*Problem description*
Once the line with "pub fn serve_on(server: &Server, store: &Store)" is found in the data, output it and each following line exactly, up to and including the line with "request.method(), request.url(), response.status);", and nothing before or after.
(Data under study Opens)
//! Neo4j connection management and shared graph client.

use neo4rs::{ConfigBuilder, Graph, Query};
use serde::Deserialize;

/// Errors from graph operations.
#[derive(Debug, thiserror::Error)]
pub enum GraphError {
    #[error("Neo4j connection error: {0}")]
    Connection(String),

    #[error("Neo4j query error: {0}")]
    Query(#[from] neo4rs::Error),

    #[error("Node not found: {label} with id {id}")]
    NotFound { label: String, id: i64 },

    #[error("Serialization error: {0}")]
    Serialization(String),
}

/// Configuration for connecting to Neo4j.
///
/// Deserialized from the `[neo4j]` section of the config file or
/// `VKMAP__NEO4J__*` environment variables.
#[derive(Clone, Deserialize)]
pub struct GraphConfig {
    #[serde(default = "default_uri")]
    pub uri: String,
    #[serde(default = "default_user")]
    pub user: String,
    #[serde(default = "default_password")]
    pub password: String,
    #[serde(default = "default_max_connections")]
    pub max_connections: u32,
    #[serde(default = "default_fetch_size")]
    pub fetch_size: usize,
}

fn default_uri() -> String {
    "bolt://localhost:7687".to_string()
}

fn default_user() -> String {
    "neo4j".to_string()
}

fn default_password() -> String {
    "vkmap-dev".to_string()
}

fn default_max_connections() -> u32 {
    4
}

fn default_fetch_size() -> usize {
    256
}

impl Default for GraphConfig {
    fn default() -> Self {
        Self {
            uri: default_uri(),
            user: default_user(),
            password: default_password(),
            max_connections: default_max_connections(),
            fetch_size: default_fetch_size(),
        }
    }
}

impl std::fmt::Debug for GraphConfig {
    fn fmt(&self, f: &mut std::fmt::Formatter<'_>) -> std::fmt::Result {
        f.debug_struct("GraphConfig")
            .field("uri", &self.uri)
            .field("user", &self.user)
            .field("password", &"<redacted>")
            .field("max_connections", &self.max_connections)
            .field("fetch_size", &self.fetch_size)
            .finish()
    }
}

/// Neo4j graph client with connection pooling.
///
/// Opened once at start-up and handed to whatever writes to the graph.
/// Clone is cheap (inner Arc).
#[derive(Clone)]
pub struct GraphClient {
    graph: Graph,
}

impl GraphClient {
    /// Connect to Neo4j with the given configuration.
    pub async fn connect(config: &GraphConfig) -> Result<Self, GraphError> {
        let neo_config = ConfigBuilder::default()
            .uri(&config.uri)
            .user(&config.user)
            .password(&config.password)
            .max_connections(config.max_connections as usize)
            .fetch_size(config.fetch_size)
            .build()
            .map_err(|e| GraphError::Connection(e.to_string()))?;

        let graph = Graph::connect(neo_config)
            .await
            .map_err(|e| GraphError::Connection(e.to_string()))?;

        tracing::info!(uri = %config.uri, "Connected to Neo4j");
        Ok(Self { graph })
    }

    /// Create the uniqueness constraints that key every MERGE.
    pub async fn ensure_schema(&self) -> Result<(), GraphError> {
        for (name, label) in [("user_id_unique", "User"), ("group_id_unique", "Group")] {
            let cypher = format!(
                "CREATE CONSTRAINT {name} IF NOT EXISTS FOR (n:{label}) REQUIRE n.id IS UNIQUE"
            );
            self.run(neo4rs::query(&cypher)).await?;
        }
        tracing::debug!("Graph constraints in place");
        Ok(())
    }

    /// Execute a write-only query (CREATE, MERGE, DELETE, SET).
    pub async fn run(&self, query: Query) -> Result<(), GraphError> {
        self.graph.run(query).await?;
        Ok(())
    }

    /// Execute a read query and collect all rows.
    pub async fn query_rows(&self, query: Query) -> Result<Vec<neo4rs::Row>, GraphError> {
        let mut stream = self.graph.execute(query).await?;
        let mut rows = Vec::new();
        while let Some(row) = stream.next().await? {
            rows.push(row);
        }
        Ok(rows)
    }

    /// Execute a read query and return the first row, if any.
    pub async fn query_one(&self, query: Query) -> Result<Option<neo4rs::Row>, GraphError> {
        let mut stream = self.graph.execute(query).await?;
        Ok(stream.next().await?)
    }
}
(Data under study Closes)
(Data under study Opens)
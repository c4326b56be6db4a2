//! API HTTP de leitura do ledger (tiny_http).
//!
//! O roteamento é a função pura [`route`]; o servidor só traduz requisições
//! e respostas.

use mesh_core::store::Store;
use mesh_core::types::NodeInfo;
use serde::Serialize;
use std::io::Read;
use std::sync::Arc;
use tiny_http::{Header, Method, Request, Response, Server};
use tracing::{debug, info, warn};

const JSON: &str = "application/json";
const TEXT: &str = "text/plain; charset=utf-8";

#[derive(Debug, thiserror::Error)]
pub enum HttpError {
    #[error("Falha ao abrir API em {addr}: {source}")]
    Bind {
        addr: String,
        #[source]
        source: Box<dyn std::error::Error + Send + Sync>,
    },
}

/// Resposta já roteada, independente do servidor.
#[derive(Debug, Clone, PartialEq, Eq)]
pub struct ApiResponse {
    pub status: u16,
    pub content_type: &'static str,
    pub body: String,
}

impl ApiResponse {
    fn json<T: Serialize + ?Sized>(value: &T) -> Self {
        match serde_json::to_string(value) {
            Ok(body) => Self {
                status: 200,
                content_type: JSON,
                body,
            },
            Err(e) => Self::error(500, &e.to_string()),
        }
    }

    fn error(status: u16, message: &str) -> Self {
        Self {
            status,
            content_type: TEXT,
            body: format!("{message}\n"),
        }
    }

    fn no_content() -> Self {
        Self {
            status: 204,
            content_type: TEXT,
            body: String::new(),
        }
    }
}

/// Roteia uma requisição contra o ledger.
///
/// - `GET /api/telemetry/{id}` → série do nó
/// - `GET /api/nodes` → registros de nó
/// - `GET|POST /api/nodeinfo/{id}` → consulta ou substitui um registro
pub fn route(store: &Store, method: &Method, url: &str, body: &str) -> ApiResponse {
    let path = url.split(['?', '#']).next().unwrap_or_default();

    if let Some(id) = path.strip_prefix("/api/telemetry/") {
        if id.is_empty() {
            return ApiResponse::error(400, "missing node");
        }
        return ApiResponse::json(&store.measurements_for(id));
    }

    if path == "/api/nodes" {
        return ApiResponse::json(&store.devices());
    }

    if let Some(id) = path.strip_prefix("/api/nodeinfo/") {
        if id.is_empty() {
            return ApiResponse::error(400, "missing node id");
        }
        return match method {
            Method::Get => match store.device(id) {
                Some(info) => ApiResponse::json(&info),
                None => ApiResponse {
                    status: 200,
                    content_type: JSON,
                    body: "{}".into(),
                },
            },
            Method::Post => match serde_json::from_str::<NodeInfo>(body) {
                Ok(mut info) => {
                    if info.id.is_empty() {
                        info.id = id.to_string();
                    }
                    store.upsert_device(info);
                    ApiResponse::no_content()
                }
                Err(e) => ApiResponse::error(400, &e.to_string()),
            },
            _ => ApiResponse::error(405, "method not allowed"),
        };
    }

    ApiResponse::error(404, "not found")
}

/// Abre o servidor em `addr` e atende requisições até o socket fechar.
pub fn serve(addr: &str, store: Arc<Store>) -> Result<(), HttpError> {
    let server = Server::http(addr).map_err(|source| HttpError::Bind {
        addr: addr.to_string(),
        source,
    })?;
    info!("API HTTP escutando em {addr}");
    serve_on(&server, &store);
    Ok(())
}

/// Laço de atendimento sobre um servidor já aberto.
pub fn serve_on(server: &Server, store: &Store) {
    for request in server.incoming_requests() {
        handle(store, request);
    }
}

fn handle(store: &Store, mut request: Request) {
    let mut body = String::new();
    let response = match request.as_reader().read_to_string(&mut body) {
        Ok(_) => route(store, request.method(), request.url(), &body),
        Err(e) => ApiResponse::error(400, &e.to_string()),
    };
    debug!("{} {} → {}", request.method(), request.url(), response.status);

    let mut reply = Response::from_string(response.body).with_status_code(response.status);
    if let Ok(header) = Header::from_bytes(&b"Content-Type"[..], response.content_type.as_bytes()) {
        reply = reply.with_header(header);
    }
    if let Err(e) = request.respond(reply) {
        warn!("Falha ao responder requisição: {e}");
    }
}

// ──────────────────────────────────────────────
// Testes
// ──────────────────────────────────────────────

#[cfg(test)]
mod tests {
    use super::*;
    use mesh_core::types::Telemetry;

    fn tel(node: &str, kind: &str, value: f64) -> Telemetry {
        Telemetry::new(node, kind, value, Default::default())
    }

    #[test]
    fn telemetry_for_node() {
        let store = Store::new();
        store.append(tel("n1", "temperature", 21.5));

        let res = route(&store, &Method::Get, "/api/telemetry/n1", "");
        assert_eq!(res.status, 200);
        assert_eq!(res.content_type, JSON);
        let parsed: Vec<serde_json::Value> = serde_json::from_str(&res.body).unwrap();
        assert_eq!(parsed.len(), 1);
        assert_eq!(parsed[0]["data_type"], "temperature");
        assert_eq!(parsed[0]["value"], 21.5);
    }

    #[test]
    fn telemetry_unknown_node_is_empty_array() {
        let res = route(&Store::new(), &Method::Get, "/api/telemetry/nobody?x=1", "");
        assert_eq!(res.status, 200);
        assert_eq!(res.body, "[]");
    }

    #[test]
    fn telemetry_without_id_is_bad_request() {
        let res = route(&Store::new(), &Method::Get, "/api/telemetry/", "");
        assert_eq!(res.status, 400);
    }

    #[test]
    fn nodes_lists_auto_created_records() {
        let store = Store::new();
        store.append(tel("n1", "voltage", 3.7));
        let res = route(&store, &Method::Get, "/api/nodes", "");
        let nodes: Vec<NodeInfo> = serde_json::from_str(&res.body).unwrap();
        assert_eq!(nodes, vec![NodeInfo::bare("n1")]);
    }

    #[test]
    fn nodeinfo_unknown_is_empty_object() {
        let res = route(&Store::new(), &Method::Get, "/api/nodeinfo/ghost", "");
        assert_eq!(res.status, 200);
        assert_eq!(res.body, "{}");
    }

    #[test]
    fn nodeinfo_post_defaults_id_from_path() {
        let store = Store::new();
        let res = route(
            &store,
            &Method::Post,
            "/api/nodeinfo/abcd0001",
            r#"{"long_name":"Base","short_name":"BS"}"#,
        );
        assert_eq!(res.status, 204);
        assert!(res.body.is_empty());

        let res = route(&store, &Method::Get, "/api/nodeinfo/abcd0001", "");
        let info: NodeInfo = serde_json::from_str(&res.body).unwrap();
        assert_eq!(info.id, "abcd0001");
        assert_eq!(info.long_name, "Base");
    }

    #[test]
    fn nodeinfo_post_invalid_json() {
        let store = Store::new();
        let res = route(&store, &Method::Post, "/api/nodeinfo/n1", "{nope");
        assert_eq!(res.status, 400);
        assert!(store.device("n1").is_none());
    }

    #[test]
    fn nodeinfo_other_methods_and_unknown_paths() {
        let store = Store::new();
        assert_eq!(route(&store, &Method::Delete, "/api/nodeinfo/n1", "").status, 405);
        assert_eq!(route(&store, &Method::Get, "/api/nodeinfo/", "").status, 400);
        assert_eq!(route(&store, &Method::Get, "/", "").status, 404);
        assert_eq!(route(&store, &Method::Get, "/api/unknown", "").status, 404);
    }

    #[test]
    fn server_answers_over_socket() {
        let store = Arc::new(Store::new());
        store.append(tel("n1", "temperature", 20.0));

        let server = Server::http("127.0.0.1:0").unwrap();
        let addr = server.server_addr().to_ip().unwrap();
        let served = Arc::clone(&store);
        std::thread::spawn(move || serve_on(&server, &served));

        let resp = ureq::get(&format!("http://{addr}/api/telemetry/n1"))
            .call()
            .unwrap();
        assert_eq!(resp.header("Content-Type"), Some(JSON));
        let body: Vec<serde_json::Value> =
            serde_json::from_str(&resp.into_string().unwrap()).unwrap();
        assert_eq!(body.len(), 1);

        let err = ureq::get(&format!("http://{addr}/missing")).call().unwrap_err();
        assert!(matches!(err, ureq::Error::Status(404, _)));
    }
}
(Data under study Closes)
*Answer below*
pub fn serve_on(server: &Server, store: &Store) {
    for request in server.incoming_requests() {
        handle(store, request);
    }
}

fn handle(store: &Store, mut request: Request) {
    let mut body = String::new();
    let response = match request.as_reader().read_to_string(&mut body) {
        Ok(_) => route(store, request.method(), request.url(), &body),
        Err(e) => ApiResponse::error(400, &e.to_string()),
    };
    debug!("{} {} → {}", request.method(), request.url(), response.status);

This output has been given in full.